● What to do
Copy out the lines of the material that include the string "value".

● Supplied material

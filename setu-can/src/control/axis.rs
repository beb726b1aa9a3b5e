//! Dead-band axis mapping for manual driving
//!
//! `|axis| <= deadband` maps to 0; the remaining travel is rescaled to
//! [0, 1] with the sign preserved, so output is continuous at the band edge
//! and full deflection yields exactly the configured maximum.

use crate::core::types::GamepadInputs;

/// Deflection at which both steering sticks count as actively used
pub const DUAL_INPUT_THRESHOLD: f32 = 0.2;

/// Manual mapping limits
#[derive(Debug, Clone, Copy, PartialEq)]
pub struct ManualLimits {
    pub deadband: f32,
    pub steer_max: f32,
    pub speed_max: f32,
    pub brake_max: f32,
}

impl Default for ManualLimits {
    fn default() -> Self {
        Self {
            deadband: 0.05,
            steer_max: 300.0,
            speed_max: 4000.0,
            brake_max: 100.0,
        }
    }
}

/// Steer/speed/brake derived from the sticks
#[derive(Debug, Clone, Copy, Default, PartialEq, Eq)]
pub struct ManualDrive {
    pub steer: i32,
    pub speed: i32,
    pub brake: i32,
}

/// Clamp, apply dead-band, rescale; result in [-1, 1]
pub fn normalize_axis(value: f32, deadband: f32) -> f32 {
    if !value.is_finite() || !(0.0..1.0).contains(&deadband) {
        return 0.0;
    }
    let clamped = value.clamp(-1.0, 1.0);
    let magnitude = clamped.abs();
    if magnitude <= deadband {
        return 0.0;
    }
    let scaled = ((magnitude - deadband) / (1.0 - deadband)).min(1.0);
    scaled.copysign(clamped)
}

/// Map the primary pad to manual requests.
///
/// Steering uses whichever of X and X2 is deflected further and is inverted
/// (stick right gives a negative request). Y below zero is throttle, above
/// zero is brake.
pub fn manual_drive(inputs: &GamepadInputs, limits: &ManualLimits) -> ManualDrive {
    let x = normalize_axis(inputs.x, limits.deadband);
    let x2 = normalize_axis(inputs.x2, limits.deadband);
    let steer_axis = if x2.abs() > x.abs() { x2 } else { x };

    let forward = normalize_axis(-inputs.y, limits.deadband);
    let braking = normalize_axis(inputs.y, limits.deadband);

    ManualDrive {
        steer: scale(-steer_axis, limits.steer_max),
        speed: if forward > 0.0 { scale(forward, limits.speed_max) } else { 0 },
        brake: if braking > 0.0 { scale(braking, limits.brake_max) } else { 0 },
    }
}

/// Both steering sticks deflected in opposite directions
pub fn dual_input_conflict(inputs: &GamepadInputs) -> bool {
    inputs.x.abs() >= DUAL_INPUT_THRESHOLD
        && inputs.x2.abs() >= DUAL_INPUT_THRESHOLD
        && inputs.x.signum() != inputs.x2.signum()
}

#[inline]
fn scale(normalized: f32, max: f32) -> i32 {
    (normalized * max).round() as i32
}

#[cfg(test)]
mod tests {
    use super::*;

    const EPS: f32 = 1e-6;

    #[test]
    fn test_deadband_zeroes_small_input() {
        for v in [-0.05, -0.03, 0.0, 0.02, 0.05] {
            assert_eq!(normalize_axis(v, 0.05), 0.0, "value {}", v);
        }
    }

    #[test]
    fn test_full_deflection_is_unit() {
        assert!((normalize_axis(1.0, 0.05) - 1.0).abs() < EPS);
        assert!((normalize_axis(-1.0, 0.05) + 1.0).abs() < EPS);
        // Out-of-range input is clamped
        assert!((normalize_axis(3.0, 0.05) - 1.0).abs() < EPS);
    }

    #[test]
    fn test_continuous_at_band_edge() {
        let just_outside = normalize_axis(0.050_01, 0.05);
        assert!(just_outside > 0.0 && just_outside < 1e-3);
        let just_outside = normalize_axis(-0.050_01, 0.05);
        assert!(just_outside < 0.0 && just_outside > -1e-3);
    }

    #[test]
    fn test_midpoint_rescaled() {
        // (0.525 - 0.05) / 0.95 = 0.5
        assert!((normalize_axis(0.525, 0.05) - 0.5).abs() < 1e-4);
    }

    #[test]
    fn test_non_finite_is_zero() {
        assert_eq!(normalize_axis(f32::NAN, 0.05), 0.0);
    }

    #[test]
    fn test_manual_drive_maxima_and_sign() {
        let limits = ManualLimits::default();
        let inputs = GamepadInputs {
            x: 1.0,
            y: -1.0,
            ..Default::default()
        };
        let drive = manual_drive(&inputs, &limits);
        assert_eq!(drive.steer, -300);
        assert_eq!(drive.speed, 4000);
        assert_eq!(drive.brake, 0);

        let inputs = GamepadInputs {
            x: -1.0,
            y: 1.0,
            ..Default::default()
        };
        let drive = manual_drive(&inputs, &limits);
        assert_eq!(drive.steer, 300);
        assert_eq!(drive.speed, 0);
        assert_eq!(drive.brake, 100);
    }

    #[test]
    fn test_larger_steering_axis_wins() {
        let limits = ManualLimits::default();
        let inputs = GamepadInputs {
            x: 0.3,
            x2: -1.0,
            ..Default::default()
        };
        assert_eq!(manual_drive(&inputs, &limits).steer, 300);
    }

    #[test]
    fn test_centered_sticks_are_neutral() {
        let drive = manual_drive(&GamepadInputs::default(), &ManualLimits::default());
        assert_eq!(drive, ManualDrive::default());
    }

    #[test]
    fn test_dual_input_conflict() {
        let mut inputs = GamepadInputs {
            x: 0.5,
            x2: -0.4,
            ..Default::default()
        };
        assert!(dual_input_conflict(&inputs));
        inputs.x2 = 0.4;
        assert!(!dual_input_conflict(&inputs));
        inputs.x2 = -0.1;
        assert!(!dual_input_conflict(&inputs));
    }
}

● Expected answer
pub fn normalize_axis(value: f32, deadband: f32) -> f32 {
    if !value.is_finite() || !(0.0..1.0).contains(&deadband) {
    let clamped = value.clamp(-1.0, 1.0);
            assert_eq!(normalize_axis(v, 0.05), 0.0, "value {}", v);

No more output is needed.